[The input — start]

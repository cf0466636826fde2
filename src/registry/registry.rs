// Tue Jan 13 2026 - Alex

use crate::pattern::fragment::{all_match, CodeFragment};
use crate::registry::{ModuleExports, ModuleId, ModuleRecord};
use indexmap::{IndexMap, IndexSet};
use log::{debug, warn};

#[derive(Debug, Clone, Copy, PartialEq, Eq)]
pub enum InterceptOutcome {
    /// First sighting; the record now exists.
    Captured,
    /// The id was intercepted before; the existing record is untouched.
    Duplicate,
    /// Source text could not be captured; the host runs the factory as shipped.
    PassThrough,
}

/// Every module factory the host was about to run, in the order it was seen.
#[derive(Debug, Default)]
pub struct ModuleRegistry {
    modules: IndexMap<ModuleId, ModuleRecord>,
    strip_newlines: bool,
    capture_failures: usize,
}

impl ModuleRegistry {
    pub fn new(strip_newlines: bool) -> Self {
        Self {
            modules: IndexMap::new(),
            strip_newlines,
            capture_failures: 0,
        }
    }

    pub fn intercept(&mut self, id: &ModuleId, factory: &[u8]) -> InterceptOutcome {
        if self.modules.contains_key(id) {
            debug!(target: "registry", "Module {} intercepted again", id);
            return InterceptOutcome::Duplicate;
        }

        let text = match std::str::from_utf8(factory) {
            Ok(text) => text,
            Err(e) => {
                self.capture_failures += 1;
                warn!(target: "registry", "Could not capture source of module {}: {}", id, e);
                return InterceptOutcome::PassThrough;
            }
        };

        let source = if self.strip_newlines {
            text.replace('\n', "")
        } else {
            text.to_string()
        };

        let sequence = self.modules.len();
        self.modules
            .insert(id.clone(), ModuleRecord::new(id.clone(), source, sequence));
        InterceptOutcome::Captured
    }

    pub fn get(&self, id: &ModuleId) -> Option<&ModuleRecord> {
        self.modules.get(id)
    }

    pub fn contains(&self, id: &ModuleId) -> bool {
        self.modules.contains_key(id)
    }

    pub fn set_patched(&mut self, id: &ModuleId, source: String, applied: IndexSet<String>) {
        if let Some(record) = self.modules.get_mut(id) {
            record.patched_source = Some(source);
            record.applied_patches.extend(applied);
        }
    }

    pub fn mark_resolved(&mut self, id: &ModuleId, exports: ModuleExports) {
        if let Some(record) = self.modules.get_mut(id) {
            record.resolved = true;
            record.exports = Some(exports);
        }
    }

    pub fn len(&self) -> usize {
        self.modules.len()
    }

    pub fn is_empty(&self) -> bool {
        self.modules.is_empty()
    }

    pub fn capture_failures(&self) -> usize {
        self.capture_failures
    }

    pub fn iter(&self) -> impl Iterator<Item = &ModuleRecord> {
        self.modules.values()
    }

    /// Ids observed at or after `cursor`, plus the cursor to resume from.
    pub fn observed_since(&self, cursor: usize) -> (Vec<ModuleId>, usize) {
        let ids = self
            .modules
            .keys()
            .skip(cursor)
            .cloned()
            .collect::<Vec<_>>();
        (ids, self.modules.len())
    }

    pub fn unexecuted(&self) -> Vec<ModuleId> {
        self.modules
            .values()
            .filter(|r| !r.resolved)
            .map(|r| r.id.clone())
            .collect()
    }

    /// Every module whose source contains all the fragments. Searches see the
    /// source as shipped, never a patched rewrite.
    pub fn search(&self, fragments: &[CodeFragment]) -> Vec<&ModuleRecord> {
        self.modules
            .values()
            .filter(|r| all_match(r.raw_source(), fragments))
            .collect()
    }

    pub fn find_module_id(&self, fragments: &[CodeFragment]) -> Option<ModuleId> {
        let found = self
            .modules
            .values()
            .find(|r| all_match(r.raw_source(), fragments))
            .map(|r| r.id.clone());

        if found.is_none() {
            let described: Vec<String> = fragments.iter().map(|f| f.to_string()).collect();
            warn!(target: "registry", "Couldn't find module matching {}", described.join(", "));
        }
        found
    }

    pub fn reset(&mut self) {
        self.modules.clear();
        self.capture_failures = 0;
    }
}

#[cfg(test)]
mod tests {
    use super::*;

    fn id(s: &str) -> ModuleId {
        ModuleId::from(s)
    }

    #[test]
    fn test_intercept_strips_newlines() {
        let mut registry = ModuleRegistry::new(true);
        assert_eq!(registry.intercept(&id("1"), b"a\nb"), InterceptOutcome::Captured);
        assert_eq!(registry.get(&id("1")).unwrap().raw_source(), "ab");
    }

    #[test]
    fn test_duplicate_keeps_raw_source() {
        let mut registry = ModuleRegistry::new(false);
        registry.intercept(&id("1"), b"first");
        assert_eq!(registry.intercept(&id("1"), b"second"), InterceptOutcome::Duplicate);
        assert_eq!(registry.get(&id("1")).unwrap().raw_source(), "first");
        assert_eq!(registry.len(), 1);
    }

    #[test]
    fn test_bad_encoding_passes_through() {
        let mut registry = ModuleRegistry::new(true);
        assert_eq!(registry.intercept(&id("9"), &[0xff, 0xfe]), InterceptOutcome::PassThrough);
        assert!(!registry.contains(&id("9")));
        assert_eq!(registry.capture_failures(), 1);
    }

    #[test]
    fn test_observed_since_cursor() {
        let mut registry = ModuleRegistry::new(true);
        registry.intercept(&id("a"), b"1");
        registry.intercept(&id("b"), b"2");
        let (first, cursor) = registry.observed_since(0);
        assert_eq!(first, vec![id("a"), id("b")]);
        registry.intercept(&id("c"), b"3");
        let (rest, cursor) = registry.observed_since(cursor);
        assert_eq!(rest, vec![id("c")]);
        assert_eq!(cursor, 3);
    }

    #[test]
    fn test_search_ignores_patched_source() {
        let mut registry = ModuleRegistry::new(true);
        registry.intercept(&id("1"), b"foo()");
        registry.intercept(&id("2"), b"bar()");
        registry.set_patched(&id("2"), "bar();foo()".to_string(), IndexSet::new());

        let hits: Vec<_> = registry
            .search(&[CodeFragment::text("foo")])
            .into_iter()
            .map(|r| r.id.clone())
            .collect();
        assert_eq!(hits, vec![id("1")]);
        assert_eq!(registry.get(&id("2")).unwrap().effective_source(), "bar();foo()");
        assert_eq!(registry.find_module_id(&[CodeFragment::text("bar")]), Some(id("2")));
        assert_eq!(registry.find_module_id(&[CodeFragment::text("baz")]), None);
    }

    #[test]
    fn test_unexecuted_and_reset() {
        let mut registry = ModuleRegistry::new(true);
        registry.intercept(&id("1"), b"x");
        registry.intercept(&id("2"), b"y");
        registry.mark_resolved(&id("1"), ModuleExports::empty());
        assert_eq!(registry.unexecuted(), vec![id("2")]);
        registry.reset();
        assert!(registry.is_empty());
    }
}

[The input — finish]

— Task details —
Each of the entries above should be written out again exactly.

— Expected answer —
repository cf0466636826fde2
filename src/registry/registry.rs
// Tue Jan 13 2026 - Alex

use crate::pattern::fragment::{all_match, CodeFragment};
use crate::registry::{ModuleExports, ModuleId, ModuleRecord};
use indexmap::{IndexMap, IndexSet};
use log::{debug, warn};

#[derive(Debug, Clone, Copy, PartialEq, Eq)]
pub enum InterceptOutcome {
    /// First sighting; the record now exists.
    Captured,
    /// The id was intercepted before; the existing record is untouched.
    Duplicate,
    /// Source text could not be captured; the host runs the factory as shipped.
    PassThrough,
}

/// Every module factory the host was about to run, in the order it was seen.
#[derive(Debug, Default)]
pub struct ModuleRegistry {
    modules: IndexMap<ModuleId, ModuleRecord>,
    strip_newlines: bool,
    capture_failures: usize,
}

impl ModuleRegistry {
    pub fn new(strip_newlines: bool) -> Self {
        Self {
            modules: IndexMap::new(),
            strip_newlines,
            capture_failures: 0,
        }
    }

    pub fn intercept(&mut self, id: &ModuleId, factory: &[u8]) -> InterceptOutcome {
        if self.modules.contains_key(id) {
            debug!(target: "registry", "Module {} intercepted again", id);
            return InterceptOutcome::Duplicate;
        }

        let text = match std::str::from_utf8(factory) {
            Ok(text) => text,
            Err(e) => {
                self.capture_failures += 1;
                warn!(target: "registry", "Could not capture source of module {}: {}", id, e);
                return InterceptOutcome::PassThrough;
            }
        };

        let source = if self.strip_newlines {
            text.replace('\n', "")
        } else {
            text.to_string()
        };

        let sequence = self.modules.len();
        self.modules
            .insert(id.clone(), ModuleRecord::new(id.clone(), source, sequence));
        InterceptOutcome::Captured
    }

    pub fn get(&self, id: &ModuleId) -> Option<&ModuleRecord> {
        self.modules.get(id)
    }

    pub fn contains(&self, id: &ModuleId) -> bool {
        self.modules.contains_key(id)
    }

    pub fn set_patched(&mut self, id: &ModuleId, source: String, applied: IndexSet<String>) {
        if let Some(record) = self.modules.get_mut(id) {
            record.patched_source = Some(source);
            record.applied_patches.extend(applied);
        }
    }

    pub fn mark_resolved(&mut self, id: &ModuleId, exports: ModuleExports) {
        if let Some(record) = self.modules.get_mut(id) {
            record.resolved = true;
            record.exports = Some(exports);
        }
    }

    pub fn len(&self) -> usize {
        self.modules.len()
    }

    pub fn is_empty(&self) -> bool {
        self.modules.is_empty()
    }

    pub fn capture_failures(&self) -> usize {
        self.capture_failures
    }

    pub fn iter(&self) -> impl Iterator<Item = &ModuleRecord> {
        self.modules.values()
    }

    /// Ids observed at or after `cursor`, plus the cursor to resume from.
    pub fn observed_since(&self, cursor: usize) -> (Vec<ModuleId>, usize) {
        let ids = self
            .modules
            .keys()
            .skip(cursor)
            .cloned()
            .collect::<Vec<_>>();
        (ids, self.modules.len())
    }

    pub fn unexecuted(&self) -> Vec<ModuleId> {
        self.modules
            .values()
            .filter(|r| !r.resolved)
            .map(|r| r.id.clone())
            .collect()
    }

    /// Every module whose source contains all the fragments. Searches see the
    /// source as shipped, never a patched rewrite.
    pub fn search(&self, fragments: &[CodeFragment]) -> Vec<&ModuleRecord> {
        self.modules
            .values()
            .filter(|r| all_match(r.raw_source(), fragments))
            .collect()
    }

    pub fn find_module_id(&self, fragments: &[CodeFragment]) -> Option<ModuleId> {
        let found = self
            .modules
            .values()
            .find(|r| all_match(r.raw_source(), fragments))
            .map(|r| r.id.clone());

        if found.is_none() {
            let described: Vec<String> = fragments.iter().map(|f| f.to_string()).collect();
            warn!(target: "registry", "Couldn't find module matching {}", described.join(", "));
        }
        found
    }

    pub fn reset(&mut self) {
        self.modules.clear();
        self.capture_failures = 0;
    }
}

#[cfg(test)]
mod tests {
    use super::*;

    fn id(s: &str) -> ModuleId {
        ModuleId::from(s)
    }

    #[test]
    fn test_intercept_strips_newlines() {
        let mut registry = ModuleRegistry::new(true);
        assert_eq!(registry.intercept(&id("1"), b"a\nb"), InterceptOutcome::Captured);
        assert_eq!(registry.get(&id("1")).unwrap().raw_source(), "ab");
    }

    #[test]
    fn test_duplicate_keeps_raw_source() {
        let mut registry = ModuleRegistry::new(false);
        registry.intercept(&id("1"), b"first");
        assert_eq!(registry.intercept(&id("1"), b"second"), InterceptOutcome::Duplicate);
        assert_eq!(registry.get(&id("1")).unwrap().raw_source(), "first");
        assert_eq!(registry.len(), 1);
    }

    #[test]
    fn test_bad_encoding_passes_through() {
        let mut registry = ModuleRegistry::new(true);
        assert_eq!(registry.intercept(&id("9"), &[0xff, 0xfe]), InterceptOutcome::PassThrough);
        assert!(!registry.contains(&id("9")));
        assert_eq!(registry.capture_failures(), 1);
    }

    #[test]
    fn test_observed_since_cursor() {
        let mut registry = ModuleRegistry::new(true);
        registry.intercept(&id("a"), b"1");
        registry.intercept(&id("b"), b"2");
        let (first, cursor) = registry.observed_since(0);
        assert_eq!(first, vec![id("a"), id("b")]);
        registry.intercept(&id("c"), b"3");
        let (rest, cursor) = registry.observed_since(cursor);
        assert_eq!(rest, vec![id("c")]);
        assert_eq!(cursor, 3);
    }

    #[test]
    fn test_search_ignores_patched_source() {
        let mut registry = ModuleRegistry::new(true);
        registry.intercept(&id("1"), b"foo()");
        registry.intercept(&id("2"), b"bar()");
        registry.set_patched(&id("2"), "bar();foo()".to_string(), IndexSet::new());

        let hits: Vec<_> = registry
            .search(&[CodeFragment::text("foo")])
            .into_iter()
            .map(|r| r.id.clone())
            .collect();
        assert_eq!(hits, vec![id("1")]);
        assert_eq!(registry.get(&id("2")).unwrap().effective_source(), "bar();foo()");
        assert_eq!(registry.find_module_id(&[CodeFragment::text("bar")]), Some(id("2")));
        assert_eq!(registry.find_module_id(&[CodeFragment::text("baz")]), None);
    }

    #[test]
    fn test_unexecuted_and_reset() {
        let mut registry = ModuleRegistry::new(true);
        registry.intercept(&id("1"), b"x");
        registry.intercept(&id("2"), b"y");
        registry.mark_resolved(&id("1"), ModuleExports::empty());
        assert_eq!(registry.unexecuted(), vec![id("2")]);
        registry.reset();
        assert!(registry.is_empty());
    }
}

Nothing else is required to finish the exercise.